The task force's other co-chairman, Sen. Jim Hendren, R-Sulphur Springs, said lawmakers could pay for tax cuts through a combination of increased revenue over previous years' collections, reducing the growth of spending and eliminating some exemptions.

"I think most of us were shocked at our last meeting to find out that we have over a billion dollars in sales-tax exemptions," he said. "Many of those may be absolutely appropriate, but, if just 10 percent of them are nonsense, that's a $100 million that we are putting Arkansas at a disadvantage with regard to how we compete with other states in tax policy."

Hendren, who owns Hendren Plastics Inc., said he wants to know if a particular group with an exemption needs to be protected over every other industry, whether that exemption is needed to be competitive with other states and whether it would be counterproductive to remove that exemption.

"In the agricultural business, I know you are competing with the farmers in Missouri and Tennessee and Louisiana," he said.

The 2015 Legislature enacted Republican Gov. Asa Hutchinson's plan to cut individual income-tax rates for Arkansans with taxable income between $21,000 and $75,000 a year. The state projected the plan would reduce general revenue by about $100 million, starting in fiscal 2017 that ended June 30 and subsequent fiscal years.

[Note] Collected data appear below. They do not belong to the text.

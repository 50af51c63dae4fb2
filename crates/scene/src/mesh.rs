use glam::Vec3;
use orbitview_common::MeshHandle;
use sha2::{Digest, Sha256};
use std::collections::BTreeMap;

/// Triangle-list geometry in model space.
#[derive(Debug, Clone, Default, PartialEq)]
pub struct MeshData {
    pub positions: Vec<[f32; 3]>,
    pub normals: Vec<[f32; 3]>,
    pub indices: Vec<u32>,
}

impl MeshData {
    pub fn vertex_count(&self) -> usize {
        self.positions.len()
    }

    pub fn triangle_count(&self) -> usize {
        self.indices.len() / 3
    }

    /// Content hash of the geometry. Identical geometry yields the same handle.
    pub fn content_handle(&self) -> MeshHandle {
        let mut hasher = Sha256::new();
        hasher.update((self.positions.len() as u64).to_le_bytes());
        for p in &self.positions {
            for c in p {
                hasher.update(c.to_le_bytes());
            }
        }
        for n in &self.normals {
            for c in n {
                hasher.update(c.to_le_bytes());
            }
        }
        for i in &self.indices {
            hasher.update(i.to_le_bytes());
        }
        let result = hasher.finalize();
        let mut bytes = [0u8; 8];
        bytes.copy_from_slice(&result[..8]);
        MeshHandle(u64::from_le_bytes(bytes))
    }

    /// Replace the normals with area-weighted vertex normals.
    pub fn compute_normals(&mut self) {
        let mut acc = vec![Vec3::ZERO; self.positions.len()];
        for tri in self.indices.chunks_exact(3) {
            let [a, b, c] = [tri[0] as usize, tri[1] as usize, tri[2] as usize];
            if a >= acc.len() || b >= acc.len() || c >= acc.len() {
                continue;
            }
            let pa = Vec3::from(self.positions[a]);
            let pb = Vec3::from(self.positions[b]);
            let pc = Vec3::from(self.positions[c]);
            let n = (pb - pa).cross(pc - pa);
            acc[a] += n;
            acc[b] += n;
            acc[c] += n;
        }
        self.normals = acc
            .into_iter()
            .map(|n| n.try_normalize().unwrap_or(Vec3::Y).to_array())
            .collect();
    }

    /// Axis-aligned bounds, or `None` for empty geometry.
    pub fn bounds(&self) -> Option<(Vec3, Vec3)> {
        let mut iter = self.positions.iter().map(|p| Vec3::from(*p));
        let first = iter.next()?;
        Some(iter.fold((first, first), |(lo, hi), p| (lo.min(p), hi.max(p))))
    }

    /// A flat plane in the XZ plane, centred on the origin and facing +Y,
    /// subdivided into `segments_x × segments_z` quads.
    pub fn plane(width: f32, depth: f32, segments_x: u32, segments_z: u32) -> Self {
        let gx = segments_x.max(1);
        let gz = segments_z.max(1);
        let step_x = width / gx as f32;
        let step_z = depth / gz as f32;

        let mut positions = Vec::with_capacity(((gx + 1) * (gz + 1)) as usize);
        for iz in 0..=gz {
            let z = iz as f32 * step_z - depth / 2.0;
            for ix in 0..=gx {
                let x = ix as f32 * step_x - width / 2.0;
                positions.push([x, 0.0, z]);
            }
        }

        let row = gx + 1;
        let mut indices = Vec::with_capacity((gx * gz * 6) as usize);
        for iz in 0..gz {
            for ix in 0..gx {
                let a = ix + row * iz;
                let b = ix + row * (iz + 1);
                let c = (ix + 1) + row * (iz + 1);
                let d = (ix + 1) + row * iz;
                indices.extend_from_slice(&[a, b, d, b, c, d]);
            }
        }

        let normals = vec![[0.0, 1.0, 0.0]; positions.len()];
        Self {
            positions,
            normals,
            indices,
        }
    }
}

/// Content-addressed geometry registry.
///
/// Scene nodes refer to geometry by handle; renderers look the data up here.
#[derive(Debug, Clone, Default)]
pub struct MeshStore {
    meshes: BTreeMap<MeshHandle, MeshData>,
}

impl MeshStore {
    pub fn new() -> Self {
        Self::default()
    }

    /// Register geometry and return its handle.
    pub fn insert(&mut self, mesh: MeshData) -> MeshHandle {
        let handle = mesh.content_handle();
        self.meshes.entry(handle).or_insert(mesh);
        handle
    }

    /// Register geometry under a handle computed elsewhere (by a loader
    /// worker, for example).
    pub fn insert_with_handle(&mut self, handle: MeshHandle, mesh: MeshData) {
        self.meshes.entry(handle).or_insert(mesh);
    }

    pub fn get(&self, handle: MeshHandle) -> Option<&MeshData> {
        self.meshes.get(&handle)
    }

    pub fn contains(&self, handle: MeshHandle) -> bool {
        self.meshes.contains_key(&handle)
    }

    pub fn len(&self) -> usize {
        self.meshes.len()
    }

    pub fn is_empty(&self) -> bool {
        self.meshes.is_empty()
    }

    pub fn iter(&self) -> impl Iterator<Item = (&MeshHandle, &MeshData)> {
        self.meshes.iter()
    }

    pub fn total_triangles(&self) -> usize {
        self.meshes.values().map(MeshData::triangle_count).sum()
    }
}

#[cfg(test)]
mod tests {
    use super::*;

    fn triangle() -> MeshData {
        MeshData {
            positions: vec![[0.0, 0.0, 0.0], [1.0, 0.0, 0.0], [0.0, 0.0, -1.0]],
            normals: Vec::new(),
            indices: vec![0, 1, 2],
        }
    }

    #[test]
    fn plane_dimensions() {
        let plane = MeshData::plane(20.0, 20.0, 32, 32);
        assert_eq!(plane.vertex_count(), 33 * 33);
        assert_eq!(plane.triangle_count(), 32 * 32 * 2);
        let (lo, hi) = plane.bounds().unwrap();
        assert_eq!(lo, Vec3::new(-10.0, 0.0, -10.0));
        assert_eq!(hi, Vec3::new(10.0, 0.0, 10.0));
        assert!(plane.normals.iter().all(|n| *n == [0.0, 1.0, 0.0]));
    }

    #[test]
    fn computed_normals_face_up_for_ccw_triangle() {
        let mut mesh = triangle();
        mesh.compute_normals();
        assert_eq!(mesh.normals.len(), 3);
        for n in &mesh.normals {
            assert!((Vec3::from(*n) - Vec3::Y).length() < 1e-6);
        }
    }

    #[test]
    fn content_addressed_dedup() {
        let mut store = MeshStore::new();
        let a = store.insert(triangle());
        let b = store.insert(triangle());
        assert_eq!(a, b);
        assert_eq!(store.len(), 1);

        let c = store.insert(MeshData::plane(1.0, 1.0, 1, 1));
        assert_ne!(a, c);
        assert_eq!(store.len(), 2);
        assert_eq!(store.total_triangles(), 3);
    }

    #[test]
    fn empty_mesh_has_no_bounds() {
        assert!(MeshData::default().bounds().is_none());
    }
}
use glam::Vec3;
use orbitview_common::SceneId;
use orbitview_scene::{MeshStore, NodeId, NodeKind, SceneGraph};

/// Read-only queries against a scene graph for debugging and UI.
pub struct SceneInspector;

impl SceneInspector {
    pub fn summary(scene: &SceneGraph, meshes: &MeshStore) -> SceneSummary {
        let mut summary = SceneSummary {
            scene: scene.id(),
            node_count: scene.node_count(),
            groups: 0,
            mesh_nodes: 0,
            lights: 0,
            max_depth: 0,
            shadow_casters: 0,
            unique_meshes: meshes.len(),
            triangles: meshes.total_triangles(),
            pending_events: scene.events().len(),
        };
        for visit in scene.traverse() {
            summary.max_depth = summary.max_depth.max(visit.depth);
            match visit.node.kind {
                NodeKind::Group => summary.groups += 1,
                NodeKind::Mesh(_) => summary.mesh_nodes += 1,
                NodeKind::Light(_) => summary.lights += 1,
            }
            if visit.node.cast_shadow {
                summary.shadow_casters += 1;
            }
        }
        summary
    }

    pub fn inspect_node(scene: &SceneGraph, id: NodeId) -> Option<NodeInfo> {
        let node = scene.get(id)?;
        let t = node.transform;
        let world_position = scene
            .world_matrix(id)
            .map(|m| m.transform_point3(Vec3::ZERO))
            .unwrap_or(t.position);
        Some(NodeInfo {
            id,
            name: node.name.clone(),
            kind: match node.kind {
                NodeKind::Group => "group",
                NodeKind::Mesh(_) => "mesh",
                NodeKind::Light(_) => "light",
            },
            position: t.position.to_array(),
            rotation: t.rotation.to_array(),
            scale: t.scale.to_array(),
            world_position: world_position.to_array(),
            cast_shadow: node.cast_shadow,
            receive_shadow: node.receive_shadow,
            children: scene.children(id).len(),
        })
    }

    /// All node ids in traversal order.
    pub fn list_nodes(scene: &SceneGraph) -> Vec<NodeId> {
        scene.traverse().map(|v| v.id).collect()
    }

    /// First node in traversal order with the given name.
    pub fn find_by_name(scene: &SceneGraph, name: &str) -> Option<NodeId> {
        scene.traverse().find(|v| v.node.name == name).map(|v| v.id)
    }
}

/// Summary of a scene for the inspector.
#[derive(Debug, Clone, PartialEq, Eq)]
pub struct SceneSummary {
    pub scene: SceneId,
    pub node_count: usize,
    pub groups: usize,
    pub mesh_nodes: usize,
    pub lights: usize,
    pub max_depth: usize,
    pub shadow_casters: usize,
    pub unique_meshes: usize,
    pub triangles: usize,
    pub pending_events: usize,
}

impl std::fmt::Display for SceneSummary {
    fn fmt(&self, f: &mut std::fmt::Formatter<'_>) -> std::fmt::Result {
        write!(
            f,
            "Scene [{:.8}]: nodes={} (groups={} meshes={} lights={}) depth={} casters={} geometry={} triangles={}",
            &self.scene.0.to_string()[..8],
            self.node_count,
            self.groups,
            self.mesh_nodes,
            self.lights,
            self.max_depth,
            self.shadow_casters,
            self.unique_meshes,
            self.triangles,
        )
    }
}

/// Detailed info about a single node.
#[derive(Debug, Clone, PartialEq)]
pub struct NodeInfo {
    pub id: NodeId,
    pub name: String,
    pub kind: &'static str,
    pub position: [f32; 3],
    pub rotation: [f32; 4],
    pub scale: [f32; 3],
    pub world_position: [f32; 3],
    pub cast_shadow: bool,
    pub receive_shadow: bool,
    pub children: usize,
}

impl std::fmt::Display for NodeInfo {
    fn fmt(&self, f: &mut std::fmt::Formatter<'_>) -> std::fmt::Result {
        write!(
            f,
            "#{} {} [{}] pos=({:.2}, {:.2}, {:.2}) world=({:.2}, {:.2}, {:.2}) scale=({:.2}, {:.2}, {:.2}) children={}",
            self.id.index(),
            self.name,
            self.kind,
            self.position[0],
            self.position[1],
            self.position[2],
            self.world_position[0],
            self.world_position[1],
            self.world_position[2],
            self.scale[0],
            self.scale[1],
            self.scale[2],
            self.children,
        )?;
        if self.cast_shadow {
            write!(f, " cast")?;
        }
        if self.receive_shadow {
            write!(f, " recv")?;
        }
        Ok(())
    }
}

During this year's regular session, lawmakers enacted Hutchinson's plan to cut individual tax rates for Arkansans with taxable income of less than $21,000 a year. The state projected the plan would reduce general revenue by $25 million in fiscal 2019 that starts July 1, 2018, and $50 million in subsequent fiscal years.

Hutchinson has said he eventually would like to cut the top income-tax rate to 5 percent, but it could take a while to do so. The state projects that reducing the top rate in the two highest brackets to 5 percent would reduce general revenue by about $346 million a year.

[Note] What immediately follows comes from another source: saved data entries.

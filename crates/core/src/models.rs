//! # Agentic PM Models
//!
//! Centralized LLM configuration types. The workflow never talks to a
//! provider directly; these values travel inside every [`RoleRequest`] so the
//! host's invoker can pick the right client.
//!
//! [`RoleRequest`]: crate::skills::roles::RoleRequest

use serde::{Deserialize, Serialize};

/// Supported LLM providers
#[derive(Debug, Clone, Serialize, Deserialize, Default, PartialEq, Eq)]
#[serde(rename_all = "lowercase")]
pub enum LlmProvider {
    #[default]
    Anthropic,
    #[serde(rename = "openai")]
    OpenAI,
    Gemini,
    OpenRouter,
    DeepSeek,
    /// Any OpenAI-compatible gateway routed through LiteLLM
    LiteLlm,
}

impl LlmProvider {
    /// Whether this provider supports custom base URL
    pub fn supports_base_url(&self) -> bool {
        matches!(self, LlmProvider::OpenAI | LlmProvider::LiteLlm)
    }

    /// Model used when neither a role override nor a global model is set
    pub fn default_model(&self) -> &'static str {
        match self {
            LlmProvider::Anthropic => "claude-sonnet-4-20250514",
            LlmProvider::OpenAI => "gpt-4o",
            LlmProvider::Gemini => "gemini-2.5-flash",
            LlmProvider::OpenRouter => "anthropic/claude-3.5-sonnet",
            LlmProvider::DeepSeek => "deepseek-chat",
            LlmProvider::LiteLlm => "gpt-4o-mini",
        }
    }
}

/// Configuration for LLM model selection
///
/// Resolved per role by [`FlowConfig::model_for`](crate::swarm::FlowConfig::model_for).
#[derive(Debug, Clone, Serialize, Deserialize, PartialEq)]
pub struct ModelConfig {
    /// LLM provider to use
    #[serde(default)]
    pub provider: LlmProvider,
    /// Model name (e.g., "claude-sonnet-4-20250514", "gpt-4o")
    pub model: String,
    /// Optional base URL override for OpenAI-compatible APIs
    pub base_url: Option<String>,
}

impl Default for ModelConfig {
    fn default() -> Self {
        Self::with_provider(LlmProvider::Anthropic, LlmProvider::Anthropic.default_model())
    }
}

impl ModelConfig {
    /// Create a new model config with default provider (Anthropic)
    pub fn new(model: impl Into<String>) -> Self {
        Self::with_provider(LlmProvider::Anthropic, model)
    }

    /// Create config for a specific provider
    pub fn with_provider(provider: LlmProvider, model: impl Into<String>) -> Self {
        Self {
            provider,
            model: model.into(),
            base_url: None,
        }
    }

    /// Set base URL (ignored by providers without base URL support)
    pub fn with_base_url(mut self, url: impl Into<String>) -> Self {
        if self.provider.supports_base_url() {
            self.base_url = Some(url.into());
        }
        self
    }
}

Jackson County Justice of the Peace Tommy Young told Hendren and Jean that he doesn't understand why the Legislature doesn't tax sales over the Internet and "help protect our bricks-and-mortar businesses that are trying to survive in the smaller towns and cities.

"There is a lot of revenue that could be generated and we need that because it is simply getting worse," said Young.

Hendren said the state Senate approved legislation aimed at persuading out-of-state companies without a physical presence in Arkansas to collect taxes on their sales to Arkansans and remit the taxes to the state, but the bill narrowly failed to clear the House during this year's regular session. Amazon voluntarily started collecting sales taxes in Arkansas and remitted them to the state earlier this year.

"In this climate, [the legislation] is represented as a tax increase, although I think most of us know that taxes are already due [as a use tax]. They are not just being paid or collected," said Hendren, who voted for the bill.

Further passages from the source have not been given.